Your instructions: Extract every line from the records below that contains the word "after".

Input data:
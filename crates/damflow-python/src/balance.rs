use pyo3::prelude::*;

use damflow_core::balance::{self, StepInputs};

/// Mass-balance step result with typed attributes.
///
/// When `valid` is False the step could not run (no initial elevation)
/// and the derived fields are 0.0 sentinels.
#[pyclass(frozen)]
pub struct StepResult {
    /// Sum of the outflow components [m^3/s].
    #[pyo3(get)]
    pub outflow_total: f64,
    /// Net flow: inflow minus outflow [m^3/s], signed.
    #[pyo3(get)]
    pub net_flow: f64,
    /// Volume change over the step [MCM], signed.
    #[pyo3(get)]
    pub volume_delta: f64,
    /// Starting elevation [mdpl].
    #[pyo3(get)]
    pub initial_elevation: f64,
    /// Storage at the starting elevation [MCM].
    #[pyo3(get)]
    pub initial_capacity: f64,
    /// Storage after the step [MCM].
    #[pyo3(get)]
    pub final_capacity: f64,
    /// Elevation after the step [mdpl].
    #[pyo3(get)]
    pub final_elevation: f64,
    /// Water surface area after the step [km^2].
    #[pyo3(get)]
    pub final_area: f64,
    /// Step duration [h].
    #[pyo3(get)]
    pub duration_hours: f64,
    /// False when no initial elevation was supplied.
    #[pyo3(get)]
    pub valid: bool,
    /// Human-readable rise/fall narrative for the step.
    #[pyo3(get)]
    pub interpretation: String,
}

/// Advance the reservoir one mass-balance step.
///
/// Flows in m^3/s, duration in hours. Omitting `initial_elevation`
/// yields the all-zero sentinel result with `valid = False`.
#[pyfunction]
#[pyo3(signature = (
    inflow,
    duration_hours,
    initial_elevation=None,
    spillway_outflow=0.0,
    turbine_outflow=0.0,
    valve_outflow=0.0
))]
fn simulate_step(
    inflow: f64,
    duration_hours: f64,
    initial_elevation: Option<f64>,
    spillway_outflow: f64,
    turbine_outflow: f64,
    valve_outflow: f64,
) -> StepResult {
    let result = balance::simulate_step(&StepInputs {
        initial_elevation,
        inflow,
        spillway_outflow,
        turbine_outflow,
        valve_outflow,
        duration_hours,
    });

    StepResult {
        outflow_total: result.outflow_total,
        net_flow: result.net_flow,
        volume_delta: result.volume_delta,
        initial_elevation: result.initial_elevation,
        initial_capacity: result.initial_capacity,
        final_capacity: result.final_capacity,
        final_elevation: result.final_elevation,
        final_area: result.final_area,
        duration_hours: result.duration_hours,
        valid: result.valid,
        interpretation: result.interpretation(),
    }
}

pub fn register(parent: &Bound<'_, PyModule>) -> PyResult<()> {
    let m = PyModule::new(parent.py(), "balance")?;
    m.add_function(wrap_pyfunction!(simulate_step, &m)?)?;
    m.add_class::<StepResult>()?;
    parent.add_submodule(&m)?;
    Ok(())
}
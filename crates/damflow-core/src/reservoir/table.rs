/// Reservoir storage rating table.
///
/// 37 bathymetric survey samples pairing elevation [mdpl] with gross
/// storage capacity [MCM] and water surface area [km^2]. Capacity and
/// area are strictly increasing with elevation, and capacity increments
/// are consistent with the trapezoidal integral of surface area
/// (1 km^2 x 1 m = 1 MCM).

/// Elevation [mdpl], 1 m steps.
pub const ELEVATION: [f64; 37] = [
    75.0, 76.0, 77.0, 78.0, 79.0, 80.0, 81.0, 82.0, 83.0, 84.0, 85.0, 86.0, 87.0, 88.0, 89.0,
    90.0, 91.0, 92.0, 93.0, 94.0, 95.0, 96.0, 97.0, 98.0, 99.0, 100.0, 101.0, 102.0, 103.0,
    104.0, 105.0, 106.0, 107.0, 108.0, 109.0, 110.0, 111.0,
];

/// Storage capacity [MCM] at each elevation sample.
pub const CAPACITY: [f64; 37] = [
    560.00, 594.65, 630.63, 667.94, 706.61, 746.65, 788.09, 830.95, 875.23, 920.97, 968.18,
    1016.88, 1067.09, 1118.83, 1172.11, 1226.96, 1283.40, 1341.43, 1401.10, 1462.40, 1525.37,
    1590.01, 1656.35, 1724.42, 1794.21, 1865.77, 1939.10, 2014.22, 2091.16, 2169.93, 2250.55,
    2333.04, 2417.42, 2503.70, 2591.92, 2682.08, 2774.20,
];

/// Water surface area [km^2] at each elevation sample.
pub const AREA: [f64; 37] = [
    34.00, 35.31, 36.64, 37.99, 39.35, 40.74, 42.14, 43.57, 45.01, 46.47, 47.95, 49.45, 50.97,
    52.51, 54.06, 55.64, 57.23, 58.85, 60.48, 62.13, 63.80, 65.49, 67.20, 68.93, 70.67, 72.44,
    74.22, 76.03, 77.85, 79.69, 81.55, 83.43, 85.33, 87.25, 89.18, 91.14, 93.11,
];

#[cfg(test)]
mod tests {
    use super::*;

    #[test]
    fn arrays_are_paired() {
        assert_eq!(ELEVATION.len(), CAPACITY.len());
        assert_eq!(ELEVATION.len(), AREA.len());
    }

    #[test]
    fn capacity_strictly_increasing() {
        for i in 1..CAPACITY.len() {
            assert!(
                CAPACITY[i] > CAPACITY[i - 1],
                "capacity not increasing at elevation {}",
                ELEVATION[i]
            );
        }
    }

    #[test]
    fn area_strictly_increasing() {
        for i in 1..AREA.len() {
            assert!(
                AREA[i] > AREA[i - 1],
                "area not increasing at elevation {}",
                ELEVATION[i]
            );
        }
    }

    #[test]
    fn capacity_increments_consistent_with_area() {
        // One metre of rise stores roughly the mean surface area in MCM.
        for i in 1..CAPACITY.len() {
            let delta = CAPACITY[i] - CAPACITY[i - 1];
            let mean_area = (AREA[i] + AREA[i - 1]) / 2.0;
            assert!(
                (delta - mean_area).abs() < 0.05,
                "increment {delta} inconsistent with mean area {mean_area} at {}",
                ELEVATION[i]
            );
        }
    }
}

Written solution:
    /// Storage after the step [MCM].
    /// Elevation after the step [mdpl].
    /// Water surface area after the step [km^2].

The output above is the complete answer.